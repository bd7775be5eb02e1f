// Timestamp and filename helpers.
//
// The backend names stored frames `yyMMddhhmmss_mmm.bmp` and expects upload
// timestamps as epoch milliseconds. Filenames use the LOCAL calendar, the
// timestamp field does not depend on the zone. Both formats are part of the
// wire contract: a differently shaped filename is a compatibility bug.

use chrono::{Local, TimeZone, Utc};

use crate::error::{FrameError, Result};

/// Current wall-clock time as epoch milliseconds.
pub fn now_timestamp_millis() -> i64 {
    Utc::now().timestamp_millis()
}

/// Render the server-side filename for an epoch-millisecond timestamp:
/// two-digit year-of-century, zero-padded date/time fields, three-digit
/// millisecond, `.bmp` suffix. Uses the local calendar, like the original
/// capture service that names the files.
pub fn filename_for(timestamp_millis: i64) -> Result<String> {
    let dt = Local
        .timestamp_millis_opt(timestamp_millis)
        .single()
        .ok_or(FrameError::InvalidTimestamp(timestamp_millis))?;
    Ok(format!(
        "{}_{:03}.bmp",
        dt.format("%y%m%d%H%M%S"),
        dt.timestamp_subsec_millis()
    ))
}

/// Convert an explicit local date/time tuple to epoch milliseconds.
///
/// Fails for tuples that name no local instant (or an ambiguous one around
/// a daylight-saving transition).
pub fn datetime_to_millis(
    year: i32,
    month: u32,
    day: u32,
    hour: u32,
    minute: u32,
    second: u32,
    millis: i64,
) -> Result<i64> {
    let dt = Local
        .with_ymd_and_hms(year, month, day, hour, minute, second)
        .single()
        .ok_or(FrameError::InvalidDateTime {
            year,
            month,
            day,
            hour,
            minute,
            second,
        })?;
    Ok(dt.timestamp_millis() + millis)
}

* [Assignment]
All records above are to be returned exactly as given.

* [Exercise output]
repository bd7775be5eb02e1f
// Timestamp and filename helpers.
//
// The backend names stored frames `yyMMddhhmmss_mmm.bmp` and expects upload
// timestamps as epoch milliseconds. Filenames use the LOCAL calendar, the
// timestamp field does not depend on the zone. Both formats are part of the
// wire contract: a differently shaped filename is a compatibility bug.

use chrono::{Local, TimeZone, Utc};

use crate::error::{FrameError, Result};

/// Current wall-clock time as epoch milliseconds.
pub fn now_timestamp_millis() -> i64 {
    Utc::now().timestamp_millis()
}

/// Render the server-side filename for an epoch-millisecond timestamp:
/// two-digit year-of-century, zero-padded date/time fields, three-digit
/// millisecond, `.bmp` suffix. Uses the local calendar, like the original
/// capture service that names the files.
pub fn filename_for(timestamp_millis: i64) -> Result<String> {
    let dt = Local
        .timestamp_millis_opt(timestamp_millis)
        .single()
        .ok_or(FrameError::InvalidTimestamp(timestamp_millis))?;
    Ok(format!(
        "{}_{:03}.bmp",
        dt.format("%y%m%d%H%M%S"),
        dt.timestamp_subsec_millis()
    ))
}

/// Convert an explicit local date/time tuple to epoch milliseconds.
///
/// Fails for tuples that name no local instant (or an ambiguous one around
/// a daylight-saving transition).
pub fn datetime_to_millis(
    year: i32,
    month: u32,
    day: u32,
    hour: u32,
    minute: u32,
    second: u32,
    millis: i64,
) -> Result<i64> {
    let dt = Local
        .with_ymd_and_hms(year, month, day, hour, minute, second)
        .single()
        .ok_or(FrameError::InvalidDateTime {
            year,
            month,
            day,
            hour,
            minute,
            second,
        })?;
    Ok(dt.timestamp_millis() + millis)
}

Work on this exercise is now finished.